More chores, and at last I sat down to read my paper, folded as I'd left it. I opened the paper and there it was. I remained calm, numb to it, I suppose. I ran my hand over the picture of Chisako, smudging it with my fingertips, which were suddenly damp. Awful picture. It was her, but before. Beside her, a hakujin, a white man, behind big horn-rimmed glasses so you couldn't really see him. Couldn't see his deep-set eyes, or his wavy hair that was dark but not quite black, or how tall he was. Her Mr. Spears. Woman, man shot in lovers' lane, it said. In the chest, both of them, him once, her twice. Husband, twin son and daughter missing. It blurred as I tried to read on. Found by boy and his dog Wednesday evening. Inked in thick and black, their names for strangers to see: Mrs. Chisako Yano, Mr. Donaldson Spears. Tamio and Kimiko, Mr. Masashi Yano. Masashi. Who called him Masashi?

    The field was silent. Children should have been out by now, on their way home for lunch, calling to one another, baby birds weeping to be fed. Something was wrong. Come out, come out, I wanted to call. Across the way, the rows of houses were straighter than ever, drapes drawn except for one. Closed eyes. Cold shoulders. Where were the children? No jeers, not even a hey, chink lady. Deserted. Nothing.

    I ran into the field. Seized, I wanted to be seized. Like that girl, like my Sachi was, instantly and firmly. I ran until my heart was pounding, but still I felt shallow and light. Shot twice. In the chest. I touched myself there; the beat was slowing. I held out my hand but it was steady.

    I found myself at the feet of the giant, where Sachi had stood, among the weeds. Cool and dry. I leaned and the cold metal shocked me at my hip. I held the rail and squeezed. Yards away, smoke spiralled up. I could not mistake the acrid smell from the grass, how something that is moist with life held in it smells when it burns. Suddenly children swarmed the south end of the field. In the distance, the middle-school bell rang. I ran to the spot of smoke and ground my heel over Sachi's stub of cigarette and the smouldering blades. The children were calling out to one another, rushing in as I backed away; quickly I returned to my porch.

    I stepped inside the screen door in time to hear Papa's faint wail. Sa, sa, sa. A lulling sound that brought me back to my life. I was not Chisako. No matter how many times I had wished it. Nor was I that girl pining for her special friend. I took a last look at the sky through the screen, and the flood of schoolchildren, like gulls come in from the lake when it starts to rain. The sky was blue as ever, with white puffy dashes. As I tried to keep Papa's call at bay, I kept seeing those dashes in blue, a ghost's hoary eyebrows raised at me. Whose, I could not say.

    I went into the kitchen to prepare lunch. I noticed that the clock on the stove already said 12:16. No wonder Papa was wailing for his lunch. The school bell must have gone off late.
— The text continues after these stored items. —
//! Shared, concurrency-safe token tables with per-entry expiry.
//!
//! The tables back every OAuth lifecycle operation, so mutations must be
//! atomic with respect to concurrent readers. Consume-once semantics map
//! onto an atomic remove: of any number of concurrent consumers of one key,
//! exactly one receives the entry.

use chrono::{DateTime, Utc};
use dashmap::DashMap;

use super::types::{AccessToken, AuthorizationCode, RefreshToken};

/// An entry with its own expiry instant.
pub trait Expiring {
    fn expires_at(&self) -> DateTime<Utc>;

    fn is_expired(&self) -> bool {
        self.expires_at() <= Utc::now()
    }
}

impl Expiring for AuthorizationCode {
    fn expires_at(&self) -> DateTime<Utc> {
        self.expires_at
    }
}

impl Expiring for AccessToken {
    fn expires_at(&self) -> DateTime<Utc> {
        self.expires_at
    }
}

impl Expiring for RefreshToken {
    fn expires_at(&self) -> DateTime<Utc> {
        self.expires_at
    }
}

/// In-memory keyed store. State is process-lifetime only; nothing survives
/// a restart. The interface (get/insert/remove/consume) is what a durable
/// backend would have to provide to replace it.
#[derive(Debug)]
pub struct ExpiringStore<T: Clone + Expiring> {
    entries: DashMap<String, T>,
}

impl<T: Clone + Expiring> Default for ExpiringStore<T> {
    fn default() -> Self {
        Self::new()
    }
}

impl<T: Clone + Expiring> ExpiringStore<T> {
    pub fn new() -> Self {
        Self {
            entries: DashMap::new(),
        }
    }

    pub fn insert(&self, key: impl Into<String>, value: T) {
        self.entries.insert(key.into(), value);
    }

    /// Returns the entry whether or not it has expired; callers decide how
    /// an expired entry differs from an absent one.
    pub fn get(&self, key: &str) -> Option<T> {
        self.entries.get(key).map(|entry| entry.clone())
    }

    pub fn remove(&self, key: &str) -> Option<T> {
        self.entries.remove(key).map(|(_, value)| value)
    }

    /// Atomically takes the entry out of the table. Exactly one of any
    /// number of concurrent consumers gets `Some`.
    pub fn consume(&self, key: &str) -> Option<T> {
        self.remove(key)
    }

    pub fn purge_expired(&self) -> usize {
        let before = self.entries.len();
        self.entries.retain(|_, value| !value.is_expired());
        before - self.entries.len()
    }

    pub fn len(&self) -> usize {
        self.entries.len()
    }

    pub fn is_empty(&self) -> bool {
        self.entries.is_empty()
    }
}
//! The authorization gate: single chokepoint in front of every tool call.

use std::sync::Arc;

use thiserror::Error;
use tracing::{info, warn};

use crate::{
    audit::{AuditEvent, AuditLog, AuditOutcome},
    config::ApiKeyEntry,
    oauth::OAuthEngine,
    principal::{CredentialKind, Principal, Scope},
    session::SessionTokens,
    validator::{
        CredentialValidator, OAuthTokenValidator, SessionTokenValidator, StaticKeyValidator,
        Validation,
    },
};

#[derive(Debug, Clone, PartialEq, Eq, Error)]
pub enum AuthError {
    #[error("missing or malformed Authorization header")]
    MissingCredential,

    #[error("no credential recognized")]
    Unauthorized { detail: Option<String> },

    #[error("insufficient scope: '{0}' required")]
    Forbidden(Scope),
}

impl AuthError {
    /// Wire-visible error kind.
    pub fn kind(&self) -> &'static str {
        match self {
            AuthError::MissingCredential | AuthError::Unauthorized { .. } => "unauthorized",
            AuthError::Forbidden(_) => "forbidden",
        }
    }

    /// Human-readable message including the rejection detail, when any.
    pub fn message(&self) -> String {
        match self {
            AuthError::Unauthorized {
                detail: Some(detail),
            } => format!("{self} ({detail})"),
            _ => self.to_string(),
        }
    }
}

/// Runs the credential validators in a fixed, deterministic order
/// (static key, then session token, then OAuth access token) and records
/// every decision in the audit log.
pub struct AuthGate {
    validators: Vec<Box<dyn CredentialValidator>>,
    audit: Arc<AuditLog>,
}

impl AuthGate {
    pub fn new(validators: Vec<Box<dyn CredentialValidator>>, audit: Arc<AuditLog>) -> Self {
        Self { validators, audit }
    }

    /// The standard validator chain in its fixed trial order.
    pub fn standard(
        api_keys: Vec<ApiKeyEntry>,
        sessions: Arc<SessionTokens>,
        oauth: Arc<OAuthEngine>,
        audit: Arc<AuditLog>,
    ) -> Self {
        Self::new(
            vec![
                Box::new(StaticKeyValidator::new(api_keys)),
                Box::new(SessionTokenValidator::new(sessions)),
                Box::new(OAuthTokenValidator::new(oauth)),
            ],
            audit,
        )
    }

    pub fn audit_log(&self) -> &Arc<AuditLog> {
        &self.audit
    }

    /// Authorizes a raw `Authorization` header value.
    pub fn authorize_header(
        &self,
        header: Option<&str>,
        request_id: Option<&str>,
    ) -> Result<Principal, AuthError> {
        let Some(credential) = header.and_then(extract_bearer) else {
            self.audit.record(AuditEvent::new(
                request_id.map(String::from),
                None,
                None,
                AuditOutcome::denied("missing_credential"),
            ));
            warn!("request carried no bearer credential");
            return Err(AuthError::MissingCredential);
        };

        self.authorize(credential, request_id)
    }

    /// Tries each validator in order; the first acceptance wins. If every
    /// validator declines, the denial is an aggregate `unauthorized` carrying
    /// the first specific rejection reason seen, if any.
    pub fn authorize(
        &self,
        credential: &str,
        request_id: Option<&str>,
    ) -> Result<Principal, AuthError> {
        let mut rejection: Option<(CredentialKind, String)> = None;

        for validator in &self.validators {
            match validator.validate(credential) {
                Validation::Accepted(principal) => {
                    info!(
                        kind = %principal.kind,
                        principal = %principal.id,
                        "request authenticated"
                    );
                    self.audit.record(AuditEvent::new(
                        request_id.map(String::from),
                        Some(principal.kind),
                        Some(principal.id.clone()),
                        AuditOutcome::Granted,
                    ));
                    return Ok(principal);
                }
                Validation::Rejected(reason) => {
                    if rejection.is_none() {
                        rejection = Some((validator.kind(), reason.as_str().to_string()));
                    }
                }
                Validation::Declined => {}
            }
        }

        let (kind, detail) = match rejection {
            Some((kind, reason)) => (Some(kind), Some(reason)),
            None => (None, None),
        };
        self.audit.record(AuditEvent::new(
            request_id.map(String::from),
            kind,
            None,
            AuditOutcome::denied(detail.clone().unwrap_or_else(|| "unauthorized".into())),
        ));
        warn!(reason = detail.as_deref().unwrap_or("no validator matched"), "request denied");
        Err(AuthError::Unauthorized { detail })
    }

    /// Scope check after authentication; denial is `forbidden`, not
    /// `unauthorized`.
    pub fn require_scope(
        &self,
        principal: &Principal,
        scope: Scope,
        request_id: Option<&str>,
    ) -> Result<(), AuthError> {
        if principal.can(scope) {
            return Ok(());
        }
        self.audit.record(AuditEvent::new(
            request_id.map(String::from),
            Some(principal.kind),
            Some(principal.id.clone()),
            AuditOutcome::denied(format!("missing scope '{scope}'")),
        ));
        warn!(
            principal = %principal.id,
            scope = %scope,
            "scope check failed"
        );
        Err(AuthError::Forbidden(scope))
    }
}

/// Pulls the credential out of a `Bearer <credential>` header value.
fn extract_bearer(header: &str) -> Option<&str> {
    let (scheme, credential) = header.split_once(' ')?;
    if !scheme.eq_ignore_ascii_case("bearer") {
        return None;
    }
    let credential = credential.trim();
    (!credential.is_empty()).then_some(credential)
}
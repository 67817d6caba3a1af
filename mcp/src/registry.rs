//! Tool schema registry.
//!
//! Declares the fixed set of callable operations, their parameter schemas,
//! and their access class. Built once at startup; every schema is checked
//! for completeness before the registry can be advertised.

use serde::Serialize;
use serde_json::Value;
use thiserror::Error;

use crate::schema::{assert_complete, ParamSchema};

/// Access class of a tool, mapped to a credential scope by the caller.
#[derive(Debug, Clone, Copy, PartialEq, Eq, Serialize)]
#[serde(rename_all = "snake_case")]
pub enum ToolAccess {
    Read,
    Write,
}

/// A callable operation: wire name, usage contract, parameter schema.
#[derive(Debug, Clone)]
pub struct ToolDefinition {
    pub name: String,
    pub description: String,
    pub access: ToolAccess,
    pub schema: ParamSchema,
}

impl ToolDefinition {
    fn new(
        name: &str,
        access: ToolAccess,
        description: impl Into<String>,
        schema: ParamSchema,
    ) -> Self {
        Self {
            name: name.to_string(),
            description: description.into(),
            access,
            schema,
        }
    }
}

/// Wire form of a tool for discovery responses.
#[derive(Debug, Clone, Serialize)]
pub struct ToolDescriptor {
    pub name: String,
    pub description: String,
    #[serde(rename = "inputSchema")]
    pub input_schema: Value,
}

#[derive(Debug, Error)]
pub enum RegistryError {
    #[error("duplicate tool name: {0}")]
    DuplicateName(String),

    #[error("incomplete schema for tool '{tool}': {detail}")]
    IncompleteSchema { tool: String, detail: String },
}

/// Immutable registry of the operations the gateway exposes.
#[derive(Debug)]
pub struct ToolRegistry {
    tools: Vec<ToolDefinition>,
}

impl ToolRegistry {
    /// Builds a registry, rejecting duplicate names and any schema whose
    /// emitted JSON contains an array node without an item schema.
    pub fn new(tools: Vec<ToolDefinition>) -> Result<Self, RegistryError> {
        for (index, tool) in tools.iter().enumerate() {
            if tools[..index].iter().any(|t| t.name == tool.name) {
                return Err(RegistryError::DuplicateName(tool.name.clone()));
            }
            assert_complete(&tool.schema.to_json()).map_err(|detail| {
                RegistryError::IncompleteSchema {
                    tool: tool.name.clone(),
                    detail,
                }
            })?;
        }
        Ok(Self { tools })
    }

    /// The gateway's built-in ERP operations.
    pub fn builtin() -> Result<Self, RegistryError> {
        Self::new(vec![
            ToolDefinition::new(
                "search",
                ToolAccess::Read,
                "Search for records in any ERP model using domain filters. \
                 Returns matching record ids. The domain is a list of \
                 [field, operator, value] triples, e.g. \
                 [[\"name\", \"ilike\", \"john\"]] or \
                 [[\"customer_rank\", \">\", 0]]; operators include =, !=, >, \
                 <, >=, <=, like, ilike, in, not in. An empty domain matches \
                 every record; always pair it with a limit.",
                ParamSchema::object(
                    vec![
                        ("model".into(), model_schema()),
                        ("domain".into(), domain_schema()),
                        ("limit".into(), ParamSchema::integer_with("Maximum number of records to return")),
                        ("offset".into(), ParamSchema::integer_with("Number of records to skip (for pagination)")),
                        ("order".into(), ParamSchema::string_with("Sort order, e.g. 'name asc' or 'create_date desc'")),
                    ],
                    &["model", "domain"],
                ),
            ),
            ToolDefinition::new(
                "read",
                ToolAccess::Read,
                "Read field values from records by id. Use after a search to \
                 fetch the actual data. Specify fields to reduce payload \
                 size; omit to fetch every field.",
                ParamSchema::object(
                    vec![
                        ("model".into(), model_schema()),
                        ("ids".into(), ids_schema()),
                        ("fields".into(), fields_schema()),
                    ],
                    &["model", "ids"],
                ),
            ),
            ToolDefinition::new(
                "search_read",
                ToolAccess::Read,
                "Search and read in one call: returns complete field maps for \
                 every matching record instead of just ids. More efficient \
                 than search followed by read.",
                ParamSchema::object(
                    vec![
                        ("model".into(), model_schema()),
                        ("domain".into(), domain_schema()),
                        ("fields".into(), fields_schema()),
                        ("limit".into(), ParamSchema::integer_with("Maximum number of records to return")),
                        ("offset".into(), ParamSchema::integer_with("Number of records to skip (for pagination)")),
                        ("order".into(), ParamSchema::string_with("Sort order, e.g. 'create_date desc'")),
                    ],
                    &["model", "domain"],
                ),
            ),
            ToolDefinition::new(
                "create",
                ToolAccess::Write,
                "Create a new record. Values is a map of field name to value; \
                 many-to-one fields take the related record's id. Returns the \
                 created record's id. Use get_model_fields first to see which \
                 fields a model requires.",
                ParamSchema::object(
                    vec![
                        ("model".into(), model_schema()),
                        ("values".into(), values_schema()),
                    ],
                    &["model", "values"],
                ),
            ),
            ToolDefinition::new(
                "update",
                ToolAccess::Write,
                "Update existing records. Only the fields present in values \
                 change; everything else is left as is. All listed ids \
                 receive the same values.",
                ParamSchema::object(
                    vec![
                        ("model".into(), model_schema()),
                        ("ids".into(), ids_schema()),
                        ("values".into(), values_schema()),
                    ],
                    &["model", "ids", "values"],
                ),
            ),
            ToolDefinition::new(
                "delete",
                ToolAccess::Write,
                "Delete records permanently. Deletion cannot be undone and \
                 may be blocked by server-side constraints; consider \
                 archiving (update with active=false) instead.",
                ParamSchema::object(
                    vec![
                        ("model".into(), model_schema()),
                        ("ids".into(), ids_schema()),
                    ],
                    &["model", "ids"],
                ),
            ),
            ToolDefinition::new(
                "get_model_fields",
                ToolAccess::Read,
                "Describe the fields of a model: label, type, help text, \
                 required and readonly flags. Check this before creating or \
                 updating records.",
                ParamSchema::object(
                    vec![("model".into(), model_schema())],
                    &["model"],
                ),
            ),
        ])
    }

    pub fn get(&self, name: &str) -> Option<&ToolDefinition> {
        self.tools.iter().find(|tool| tool.name == name)
    }

    pub fn iter(&self) -> impl Iterator<Item = &ToolDefinition> {
        self.tools.iter()
    }

    pub fn len(&self) -> usize {
        self.tools.len()
    }

    pub fn is_empty(&self) -> bool {
        self.tools.is_empty()
    }

    /// Descriptors for discovery responses (tool listings).
    pub fn descriptors(&self) -> Vec<ToolDescriptor> {
        self.tools
            .iter()
            .map(|tool| ToolDescriptor {
                name: tool.name.clone(),
                description: tool.description.clone(),
                input_schema: tool.schema.to_json(),
            })
            .collect()
    }
}

fn model_schema() -> ParamSchema {
    ParamSchema::string_with("ERP model name, e.g. 'res.partner' or 'sale.order'")
}

fn ids_schema() -> ParamSchema {
    ParamSchema::array_with(ParamSchema::integer(), "Record ids (integers, never strings)")
}

fn fields_schema() -> ParamSchema {
    ParamSchema::array_with(ParamSchema::string(), "Field names to retrieve (omit for all)")
}

fn values_schema() -> ParamSchema {
    ParamSchema::open_object("Map of field name to value")
}

/// Schema for a search domain: a sequence of filter triples, optionally
/// interleaved with the prefix logical operators '&', '|', '!'.
///
/// A triple is [field, operator, value] where value may be a primitive, a
/// list of primitives (for 'in' style filters), or an object. Every array
/// level declares its element schema down to the leaves.
fn domain_schema() -> ParamSchema {
    let primitive = ParamSchema::any_of(vec![
        ParamSchema::string(),
        ParamSchema::number(),
        ParamSchema::boolean(),
        ParamSchema::Null,
    ]);
    let triple_element = ParamSchema::any_of(vec![
        ParamSchema::string(),
        ParamSchema::number(),
        ParamSchema::boolean(),
        ParamSchema::Null,
        ParamSchema::array(primitive),
        ParamSchema::open_object("Structured filter value"),
    ]);
    let term = ParamSchema::any_of(vec![
        // A logical operator between triples.
        ParamSchema::string(),
        ParamSchema::array(triple_element),
    ]);
    ParamSchema::array_with(
        term,
        "Filter domain: [field, operator, value] triples, e.g. \
         [[\"customer_rank\", \">\", 0]]. Empty matches all records.",
    )
}
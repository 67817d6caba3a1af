//! End-to-end flows through the HTTP surface with a fake ERP collaborator.

use std::sync::Arc;

use async_trait::async_trait;
use axum::{
    body::Body,
    http::{header, Request, StatusCode},
    Router,
};
use clap::Parser;
use emg::{AppConfig, AppState, CliArgs};
use erp_client::{ErpClient, ErpError, ErpResult, Kwargs};
use http_body_util::BodyExt;
use serde_json::{json, Value};
use tower::ServiceExt;

/// Replays canned results per ERP method.
struct FakeErp;

#[async_trait]
impl ErpClient for FakeErp {
    async fn authenticate(&self) -> ErpResult<i64> {
        Ok(2)
    }

    async fn execute(
        &self,
        model: &str,
        method: &str,
        _args: Vec<Value>,
        _kwargs: Kwargs,
    ) -> ErpResult<Value> {
        match method {
            "search" => Ok(json!([1, 2, 3])),
            "read" | "search_read" => Ok(json!([
                { "id": 1, "name": "Azure Interior", "email": "azure@example.com" }
            ])),
            "create" => Ok(json!(55)),
            "write" | "unlink" => Ok(json!(true)),
            "fields_get" => Ok(json!({
                "name": { "string": "Name", "type": "char", "required": true }
            })),
            other => Err(ErpError::Validation(format!(
                "unexpected method '{other}' on {model}"
            ))),
        }
    }
}

fn test_router() -> Router {
    let args = CliArgs::parse_from([
        "erp-mcp-gateway",
        "--api-keys",
        "test_key_123",
        "--odoo-url",
        "http://localhost:8069",
        "--odoo-db",
        "test",
        "--odoo-username",
        "admin",
        "--odoo-password",
        "admin-password",
        "--secret-key",
        "integration-test-secret",
    ]);
    let config = AppConfig::from_args(&args);
    let state = AppState::new(&config, Arc::new(FakeErp)).unwrap();
    emg::router(state)
}

async fn send(router: &Router, request: Request<Body>) -> (StatusCode, Value) {
    let response = router.clone().oneshot(request).await.unwrap();
    let status = response.status();
    let bytes = response.into_body().collect().await.unwrap().to_bytes();
    let body = if bytes.is_empty() {
        Value::Null
    } else {
        serde_json::from_slice(&bytes).unwrap_or(Value::Null)
    };
    (status, body)
}

fn post_json(uri: &str, bearer: Option<&str>, body: Value) -> Request<Body> {
    let mut builder = Request::builder()
        .method("POST")
        .uri(uri)
        .header(header::CONTENT_TYPE, "application/json");
    if let Some(token) = bearer {
        builder = builder.header(header::AUTHORIZATION, format!("Bearer {token}"));
    }
    builder.body(Body::from(body.to_string())).unwrap()
}

fn get(uri: &str, bearer: Option<&str>) -> Request<Body> {
    let mut builder = Request::builder().method("GET").uri(uri);
    if let Some(token) = bearer {
        builder = builder.header(header::AUTHORIZATION, format!("Bearer {token}"));
    }
    builder.body(Body::empty()).unwrap()
}

#[tokio::test]
async fn static_key_search_scenario() {
    let router = test_router();
    let (status, body) = send(
        &router,
        post_json(
            "/call_tool",
            Some("test_key_123"),
            json!({
                "tool": "search",
                "arguments": {
                    "model": "res.partner",
                    "domain": [["customer_rank", ">", 0]],
                    "limit": 10
                }
            }),
        ),
    )
    .await;

    assert_eq!(status, StatusCode::OK);
    assert_eq!(body["success"], true);
    let ids = body["record_ids"].as_array().unwrap();
    assert!(ids.len() <= 10);
    assert!(ids.iter().all(Value::is_i64));
}

#[tokio::test]
async fn unknown_bearer_is_unauthorized() {
    let router = test_router();
    let (status, body) = send(
        &router,
        post_json(
            "/call_tool",
            Some("not-a-real-credential"),
            json!({ "tool": "search", "arguments": { "model": "res.partner", "domain": [] } }),
        ),
    )
    .await;

    assert_eq!(status, StatusCode::UNAUTHORIZED);
    assert_eq!(body["success"], false);
    assert_eq!(body["error"], "unauthorized");
}

#[tokio::test]
async fn missing_credential_is_unauthorized() {
    let router = test_router();
    let (status, body) = send(
        &router,
        post_json("/call_tool", None, json!({ "tool": "search", "arguments": {} })),
    )
    .await;

    assert_eq!(status, StatusCode::UNAUTHORIZED);
    assert_eq!(body["error"], "unauthorized");
}

#[tokio::test]
async fn string_ids_fail_validation() {
    let router = test_router();
    let (status, body) = send(
        &router,
        post_json(
            "/call_tool",
            Some("test_key_123"),
            json!({
                "tool": "update",
                "arguments": {
                    "model": "res.partner",
                    "ids": ["1"],
                    "values": { "name": "Renamed" }
                }
            }),
        ),
    )
    .await;

    assert_eq!(status, StatusCode::BAD_REQUEST);
    assert_eq!(body["error"], "invalid_request");
}

#[tokio::test]
async fn login_then_session_token_works() {
    let router = test_router();

    let (status, body) = send(
        &router,
        post_json(
            "/login",
            None,
            json!({ "username": "admin", "password": "admin-password" }),
        ),
    )
    .await;
    assert_eq!(status, StatusCode::OK);
    let token = body["access_token"].as_str().unwrap().to_string();

    let (status, body) = send(&router, get("/tools", Some(&token))).await;
    assert_eq!(status, StatusCode::OK);
    assert_eq!(body["tools"].as_array().unwrap().len(), 7);
}

#[tokio::test]
async fn login_with_bad_password_rejected() {
    let router = test_router();
    let (status, body) = send(
        &router,
        post_json(
            "/login",
            None,
            json!({ "username": "admin", "password": "wrong" }),
        ),
    )
    .await;
    assert_eq!(status, StatusCode::UNAUTHORIZED);
    assert_eq!(body["error"], "unauthorized");
}

#[tokio::test]
async fn discovery_metadata_shape() {
    let router = test_router();
    let (status, body) = send(&router, get("/.well-known/oauth-authorization-server", None)).await;

    assert_eq!(status, StatusCode::OK);
    assert_eq!(body["issuer"], "http://0.0.0.0:5000");
    assert!(body["token_endpoint"].as_str().unwrap().ends_with("/oauth/token"));
    let methods = body["code_challenge_methods_supported"].as_array().unwrap();
    assert!(methods.contains(&json!("plain")));
    assert!(methods.contains(&json!("S256")));
}

/// Register, authorize, exchange, call a tool, then verify the code cannot
/// be redeemed twice.
#[tokio::test]
async fn oauth_round_trip() {
    let router = test_router();

    let (status, registration) = send(
        &router,
        post_json(
            "/oauth/register",
            None,
            json!({
                "client_name": "workflow-node",
                "redirect_uris": ["https://example.com/cb"]
            }),
        ),
    )
    .await;
    assert_eq!(status, StatusCode::CREATED);
    let client_id = registration["client_id"].as_str().unwrap().to_string();
    let client_secret = registration["client_secret"].as_str().unwrap().to_string();

    let authorize_uri = format!(
        "/oauth/authorize?response_type=code&client_id={client_id}&redirect_uri=https%3A%2F%2Fexample.com%2Fcb&state=xyz"
    );
    let response = router
        .clone()
        .oneshot(get(&authorize_uri, None))
        .await
        .unwrap();
    assert_eq!(response.status(), StatusCode::SEE_OTHER);
    let location = response.headers()[header::LOCATION].to_str().unwrap().to_string();
    assert!(location.starts_with("https://example.com/cb?"));
    assert!(location.contains("state=xyz"));
    let code = location
        .split(&['?', '&'][..])
        .find_map(|part| part.strip_prefix("code="))
        .unwrap()
        .to_string();

    // Exchange via form body with client credentials in the body.
    let form = format!(
        "grant_type=authorization_code&code={code}&redirect_uri=https%3A%2F%2Fexample.com%2Fcb&client_id={client_id}&client_secret={client_secret}"
    );
    let request = Request::builder()
        .method("POST")
        .uri("/oauth/token")
        .header(header::CONTENT_TYPE, "application/x-www-form-urlencoded")
        .body(Body::from(form.clone()))
        .unwrap();
    let (status, tokens) = send(&router, request).await;
    assert_eq!(status, StatusCode::OK);
    assert_eq!(tokens["token_type"], "Bearer");
    let access_token = tokens["access_token"].as_str().unwrap().to_string();

    let (status, body) = send(
        &router,
        post_json(
            "/call_tool",
            Some(&access_token),
            json!({
                "tool": "search_read",
                "arguments": {
                    "model": "res.partner",
                    "domain": [["customer_rank", ">", 0]],
                    "fields": ["name", "email"],
                    "limit": 5
                }
            }),
        ),
    )
    .await;
    assert_eq!(status, StatusCode::OK);
    assert_eq!(body["success"], true);
    assert_eq!(body["count"], 1);

    // Replaying the same authorization code fails.
    let request = Request::builder()
        .method("POST")
        .uri("/oauth/token")
        .header(header::CONTENT_TYPE, "application/x-www-form-urlencoded")
        .body(Body::from(form))
        .unwrap();
    let (status, body) = send(&router, request).await;
    assert_eq!(status, StatusCode::BAD_REQUEST);
    assert_eq!(body["error"], "invalid_grant");
}

#[tokio::test]
async fn read_scoped_token_cannot_delete() {
    let router = test_router();

    let (_, registration) = send(
        &router,
        post_json(
            "/oauth/register",
            None,
            json!({ "redirect_uris": ["https://example.com/cb"] }),
        ),
    )
    .await;
    let client_id = registration["client_id"].as_str().unwrap();
    let client_secret = registration["client_secret"].as_str().unwrap();

    let authorize_uri = format!(
        "/oauth/authorize?response_type=code&client_id={client_id}&redirect_uri=https%3A%2F%2Fexample.com%2Fcb&scope=read"
    );
    let response = router
        .clone()
        .oneshot(get(&authorize_uri, None))
        .await
        .unwrap();
    let location = response.headers()[header::LOCATION].to_str().unwrap();
    let code = location
        .split(&['?', '&'][..])
        .find_map(|part| part.strip_prefix("code="))
        .unwrap();

    // Exchange via JSON body this time.
    let (status, tokens) = send(
        &router,
        post_json(
            "/oauth/token",
            None,
            json!({
                "grant_type": "authorization_code",
                "code": code,
                "redirect_uri": "https://example.com/cb",
                "client_id": client_id,
                "client_secret": client_secret
            }),
        ),
    )
    .await;
    assert_eq!(status, StatusCode::OK);
    assert_eq!(tokens["scope"], "read");
    let access_token = tokens["access_token"].as_str().unwrap();

    let (status, body) = send(
        &router,
        post_json(
            "/call_tool",
            Some(access_token),
            json!({
                "tool": "delete",
                "arguments": { "model": "res.partner", "ids": [1] }
            }),
        ),
    )
    .await;
    assert_eq!(status, StatusCode::FORBIDDEN);
    assert_eq!(body["error"], "forbidden");
}

#[tokio::test]
async fn mcp_endpoint_lists_and_calls_tools() {
    let router = test_router();

    let (status, body) = send(
        &router,
        post_json(
            "/mcp",
            Some("test_key_123"),
            json!({ "jsonrpc": "2.0", "id": 1, "method": "tools/list" }),
        ),
    )
    .await;
    assert_eq!(status, StatusCode::OK);
    assert_eq!(body["result"]["tools"].as_array().unwrap().len(), 7);

    let (status, body) = send(
        &router,
        post_json(
            "/mcp",
            Some("test_key_123"),
            json!({
                "jsonrpc": "2.0",
                "id": 2,
                "method": "tools/call",
                "params": {
                    "name": "create",
                    "arguments": {
                        "model": "res.partner",
                        "values": { "name": "New Partner" }
                    }
                }
            }),
        ),
    )
    .await;
    assert_eq!(status, StatusCode::OK);
    assert_eq!(body["result"]["isError"], false);
    let text = body["result"]["content"][0]["text"].as_str().unwrap();
    let envelope: Value = serde_json::from_str(text).unwrap();
    assert_eq!(envelope["record_id"], 55);
}

#[tokio::test]
async fn mcp_initialize_and_unknown_method() {
    let router = test_router();

    let (_, body) = send(
        &router,
        post_json(
            "/mcp",
            Some("test_key_123"),
            json!({ "jsonrpc": "2.0", "id": 1, "method": "initialize", "params": {} }),
        ),
    )
    .await;
    assert_eq!(body["result"]["serverInfo"]["name"], "erp-mcp-gateway");

    let (_, body) = send(
        &router,
        post_json(
            "/mcp",
            Some("test_key_123"),
            json!({ "jsonrpc": "2.0", "id": 2, "method": "resources/list" }),
        ),
    )
    .await;
    assert_eq!(body["error"]["code"], -32601);
}

#[tokio::test]
async fn health_reports_erp_connectivity() {
    let router = test_router();
    let (status, body) = send(&router, get("/health", None)).await;
    assert_eq!(status, StatusCode::OK);
    assert_eq!(body["erp_connected"], true);
    assert_eq!(body["erp_uid"], 2);
}

#[tokio::test]
async fn expired_refresh_token_yields_invalid_grant() {
    let router = test_router();

    let (_, registration) = send(
        &router,
        post_json(
            "/oauth/register",
            None,
            json!({ "redirect_uris": ["https://example.com/cb"] }),
        ),
    )
    .await;
    let client_id = registration["client_id"].as_str().unwrap();
    let client_secret = registration["client_secret"].as_str().unwrap();

    // A refresh token that was never issued behaves like an expired one:
    // consumed-or-unknown is indistinguishable by design.
    let (status, body) = send(
        &router,
        post_json(
            "/oauth/token",
            None,
            json!({
                "grant_type": "refresh_token",
                "refresh_token": "long-gone",
                "client_id": client_id,
                "client_secret": client_secret
            }),
        ),
    )
    .await;
    assert_eq!(status, StatusCode::BAD_REQUEST);
    assert_eq!(body["error"], "invalid_grant");
    assert!(body.get("access_token").is_none());
}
    "Chotto matte," I called up to Papa. Just a minute. I heard my own voice, cheery almost, forgetful. Steady. There with my tray at the doorway. Then Chisako came to me again, the thought of her, and I had to set it down. Chisako. Dead. I'd have to say it to myself aloud, to make myself understand.

    Some time later, I sat down to rest on the chesterfield for a moment or two; I did not go to my window. I noticed the newsprint that stained my fingertips, the pitch that had not come off through all the chores of washing and wiping and dusting I'd got on with. I marvelled at that, the consolation of my quiet life, the getting on: my calm. My grief, oddly removed from myself.

    For I had long ago understood that you had to live in the midst of things to be affected, in the swift of the storm, you might say. And once you did, only then could you be for ever changed. You couldn't simply sit and watch, imagining from time to time how such-and-such would feel, would be, what happened to others and not to you.

    I hadn't spoken to Chisako in a long while, or so it seemed. It felt as though months had passed, and yet it could only have been days, perhaps not even a week. I had not said what I would have wanted to be my last words to her.